Instructions to follow: Quote the records below word for word, please, from the very first line through the one that contains "use crate::MAX_CONTROL_PAYLOAD;", and nothing beyond it.

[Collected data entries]
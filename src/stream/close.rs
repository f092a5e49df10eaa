//! Close handshake, failure handling and control frames sent by the user

use tokio::io::{AsyncRead, AsyncWrite, AsyncWriteExt};
use tracing::{debug, trace};

use super::session::{ReadSide, Session, Status, WriteSide};
use crate::MAX_CONTROL_PAYLOAD;
use crate::block::OpKind;
use crate::error::{CloseReason, Error, Result};
use crate::frame::OpCode;
use crate::protocol::{ControlFrame, ControlKind, ReadEvent, Role};

impl<S> Session<S>
where
    S: AsyncRead + AsyncWrite,
{
    /// Start the close handshake and wait for it to finish. A no-op once our
    /// close frame was sent.
    pub(crate) async fn close(&self, reason: CloseReason) -> Result<()> {
        self.check_failed()?;
        if self.with_state(|st| st.wr_close) {
            return Ok(());
        }

        let result = match self.config.close_timeout {
            Some(limit) => match tokio::time::timeout(limit, self.close_inner(&reason)).await {
                Ok(result) => result,
                Err(_) => {
                    debug!(?limit, "close handshake timed out");
                    Err(Error::Timeout)
                }
            },
            None => self.close_inner(&reason).await,
        };

        match result {
            Err(e) => {
                let e = self.mark_failed(e);
                self.abort().await;
                Err(e)
            }
            ok => ok,
        }
    }

    async fn close_inner(&self, reason: &CloseReason) -> Result<()> {
        let mut wr = self.write.lock(OpKind::Close).await?;
        self.check_failed()?;
        if !self.begin_close() {
            return Ok(());
        }
        debug!(code = reason.code, "sending close frame");
        wr.state.encode_close(Some(reason));
        self.send_frame(&mut wr).await?;

        let mut rd = self.read.lock(OpKind::Close).await?;
        self.check_failed()?;
        if !self.with_state(|st| st.rd_close) {
            rd.state.discard = true;
            self.drain(&mut rd).await?;
        }
        self.teardown(&mut wr, &mut rd).await;
        self.mark_closed();
        debug!("websocket closed");
        Ok(())
    }

    /// Discard everything up to the peer's close frame or end of stream
    async fn drain(&self, rd: &mut ReadSide<S>) -> Result<()> {
        loop {
            match rd.state.advance()? {
                ReadEvent::NeedMore => {
                    if rd.read_more().await? == 0 {
                        debug!("transport closed before the close reply");
                        return Ok(());
                    }
                }
                ReadEvent::Message(_) => {
                    rd.state.take_message();
                }
                ReadEvent::Control(ControlFrame::Close(reason)) => {
                    let text = reason.as_ref().map_or("", |r| r.reason.as_str());
                    self.notify(ControlKind::Close, text.as_bytes());
                    debug!(code = ?reason.as_ref().map(|r| r.code), "close reply received");
                    self.with_state(|st| {
                        st.rd_close = true;
                        st.close_reason = reason;
                    });
                    return Ok(());
                }
                ReadEvent::Control(_) => trace!("discarding control frame while closing"),
            }
        }
    }

    /// Shut down our send side. A client then waits for the server to close
    /// the connection; a server closes first and does not wait.
    pub(crate) async fn teardown(&self, wr: &mut WriteSide<S>, rd: &mut ReadSide<S>) {
        if let Err(e) = wr.io.shutdown().await {
            trace!(error = %e, "shutdown failed");
        }
        if self.role == Role::Server {
            return;
        }

        let wait_eof = async {
            loop {
                rd.state.buf.clear();
                match rd.read_more().await {
                    Ok(0) | Err(_) => break,
                    Ok(_) => {}
                }
            }
        };
        match self.config.close_timeout {
            Some(limit) => {
                if tokio::time::timeout(limit, wait_eof).await.is_err() {
                    debug!("server did not close the connection");
                }
            }
            None => wait_eof.await,
        }
    }

    /// Best-effort shutdown of the send side, skipped if a write is running
    pub(crate) async fn abort(&self) {
        if let Some(mut wr) = self.write.try_lock(OpKind::Close) {
            let _ = wr.io.shutdown().await;
        }
    }

    /// Fail the session with `err`. Sends a close frame carrying the matching
    /// status code when the error has one, then tears down. Returns the error
    /// the caller should report.
    pub(crate) async fn fail(&self, err: Error) -> Error {
        let pending = self.with_state(|st| match st.status {
            Status::Failed | Status::Closed => None,
            _ => Some(st.wr_close),
        });
        let err = self.mark_failed(err);
        let Some(closer_running) = pending else {
            return err;
        };
        if closer_running {
            self.abort().await;
            return err;
        }

        let Ok(mut wr) = self.write.lock(OpKind::Close).await else {
            return err;
        };
        if !self.begin_close() {
            return err;
        }
        let Some(code) = err.close_code() else {
            let _ = wr.io.shutdown().await;
            return err;
        };

        debug!(code, "sending close frame after failure");
        wr.state.encode_close(Some(&CloseReason::new(code, "")));
        if self.send_frame(&mut wr).await.is_err() {
            let _ = wr.io.shutdown().await;
            return err;
        }
        if let Ok(mut rd) = self.read.lock(OpKind::Close).await {
            self.teardown(&mut wr, &mut rd).await;
        }
        err
    }

    /// Send a ping or pong on behalf of the user
    pub(crate) async fn send_control(&self, opcode: OpCode, payload: &[u8]) -> Result<()> {
        if payload.len() > MAX_CONTROL_PAYLOAD {
            return Err(Error::Capacity("control frame payload exceeds 125 bytes"));
        }

        let result: Result<()> = async {
            self.check_writable()?;
            let mut wr = self.write.lock(OpKind::Ping).await?;
            self.check_writable()?;
            wr.state.encode_control(opcode, payload);
            Ok(self.send_frame(&mut wr).await?)
        }
        .await;

        match result {
            Err(Error::ConnectionClosed) => Err(Error::ConnectionClosed),
            Err(e) => Err(self.fail(e).await),
            ok => ok,
        }
    }
}
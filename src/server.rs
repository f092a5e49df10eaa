//! WebSocket server
//!
//! `WebSocketServer` runs the opening handshake on an accepted connection and
//! hands back an open [`WebSocketStream`].
//!
//! # Example
//!
//! ```ignore
//! use tidews::{Config, WebSocketServer};
//! use tokio::net::TcpListener;
//!
//! let listener = TcpListener::bind("0.0.0.0:8080").await?;
//! let server = WebSocketServer::new(Config::default());
//!
//! server.serve(listener, |mut ws, handshake| async move {
//!     println!("Connection to {}", handshake.path);
//!     while let Ok(msg) = ws.read_message().await {
//!         if ws.send(msg).await.is_err() {
//!             break;
//!         }
//!     }
//! }).await?;
//! ```

use std::future::Future;
use std::sync::Arc;

use bytes::BytesMut;
use http::{Request, Response};
use tokio::io::{AsyncRead, AsyncWrite, AsyncWriteExt};
use tokio::net::TcpListener;
use tracing::{debug, warn};

use crate::error::{Error, Result};
use crate::handshake::{self, HandshakeResult, ResponseDecorator};
use crate::protocol::Role;
use crate::{Config, WebSocketStream};

/// Accepts WebSocket upgrades on established connections
#[derive(Clone, Default)]
pub struct WebSocketServer {
    config: Config,
    decorator: Option<ResponseDecorator>,
}

impl WebSocketServer {
    /// Create a new WebSocket server with the given configuration
    pub fn new(config: Config) -> Self {
        Self {
            config,
            decorator: None,
        }
    }

    /// Modify every handshake response before it is sent, both the 101 and
    /// rejections.
    ///
    /// A decorator typically selects a subprotocol:
    ///
    /// ```ignore
    /// let server = WebSocketServer::new(Config::default()).with_decorator(|req, res| {
    ///     if let Some(p) = req.headers().get("sec-websocket-protocol") {
    ///         res.headers_mut().insert("sec-websocket-protocol", p.clone());
    ///     }
    /// });
    /// ```
    pub fn with_decorator<F>(mut self, decorator: F) -> Self
    where
        F: Fn(&Request<()>, &mut Response<()>) + Send + Sync + 'static,
    {
        self.decorator = Some(Arc::new(decorator));
        self
    }

    /// Get the server configuration
    pub fn config(&self) -> &Config {
        &self.config
    }

    /// Accept a WebSocket connection on an existing stream
    ///
    /// Reads the upgrade request, validates it and answers it. An invalid
    /// request is answered with `400 Bad Request` (or `426 Upgrade Required`
    /// for a version mismatch) and the call fails with
    /// [`Error::HandshakeFailed`].
    pub async fn accept<S>(&self, mut stream: S) -> Result<(WebSocketStream<S>, HandshakeResult)>
    where
        S: AsyncRead + AsyncWrite + Unpin,
    {
        let outcome = handshake::with_deadline(
            self.config.handshake_timeout,
            handshake::server_handshake(&mut stream, &self.config, self.decorator.as_ref()),
        )
        .await;

        match outcome {
            Ok((result, leftover)) => Ok(self.open(stream, result, leftover)),
            Err(e) => Err(abandon(&mut stream, e).await),
        }
    }

    /// Accept an upgrade request the caller already read off `stream`.
    ///
    /// `leftover` holds any bytes received after the request head; they are
    /// treated as the start of the WebSocket stream.
    pub async fn accept_request<S>(
        &self,
        mut stream: S,
        request: Request<()>,
        leftover: BytesMut,
    ) -> Result<(WebSocketStream<S>, HandshakeResult)>
    where
        S: AsyncRead + AsyncWrite + Unpin,
    {
        let outcome = handshake::with_deadline(
            self.config.handshake_timeout,
            handshake::answer(&mut stream, request, &self.config, self.decorator.as_ref()),
        )
        .await;

        match outcome {
            Ok(result) => Ok(self.open(stream, result, leftover)),
            Err(e) => Err(abandon(&mut stream, e).await),
        }
    }

    fn open<S>(
        &self,
        stream: S,
        result: HandshakeResult,
        leftover: BytesMut,
    ) -> (WebSocketStream<S>, HandshakeResult)
    where
        S: AsyncRead + AsyncWrite + Unpin,
    {
        let ws = WebSocketStream::from_parts(
            stream,
            Role::Server,
            self.config.clone(),
            leftover,
            result.compression.clone(),
        );
        (ws, result)
    }

    /// Serve WebSocket connections from a TCP listener
    ///
    /// Each connection is upgraded on its own task and passed to `handler`.
    /// Failed handshakes are logged and dropped. Returns only when accepting
    /// from the listener fails.
    pub async fn serve<F, Fut>(&self, listener: TcpListener, handler: F) -> Result<()>
    where
        F: Fn(WebSocketStream<tokio::net::TcpStream>, HandshakeResult) -> Fut
            + Clone
            + Send
            + 'static,
        Fut: Future<Output = ()> + Send + 'static,
    {
        loop {
            let (stream, addr) = listener.accept().await.map_err(Error::Io)?;

            let handler = handler.clone();
            let server = self.clone();

            tokio::spawn(async move {
                match server.accept(stream).await {
                    Ok((ws, handshake)) => handler(ws, handshake).await,
                    Err(e) => warn!(%addr, error = %e, "websocket handshake failed"),
                }
            });
        }
    }
}

/// Shut the connection after a failed handshake
async fn abandon<S: AsyncWrite + Unpin>(stream: &mut S, e: Error) -> Error {
    if matches!(e, Error::Timeout) {
        debug!("handshake timed out");
    }
    let _ = stream.shutdown().await;
    e
}

impl std::fmt::Debug for WebSocketServer {
    fn fmt(&self, f: &mut std::fmt::Formatter<'_>) -> std::fmt::Result {
        f.debug_struct("WebSocketServer")
            .field("config", &self.config)
            .field("decorated", &self.decorator.is_some())
            .finish()
    }
}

Response to the task:
filename src/stream/close.rs
repository f092a5e49df10eaa
//! Close handshake, failure handling and control frames sent by the user

use tokio::io::{AsyncRead, AsyncWrite, AsyncWriteExt};
use tracing::{debug, trace};

use super::session::{ReadSide, Session, Status, WriteSide};
use crate::MAX_CONTROL_PAYLOAD;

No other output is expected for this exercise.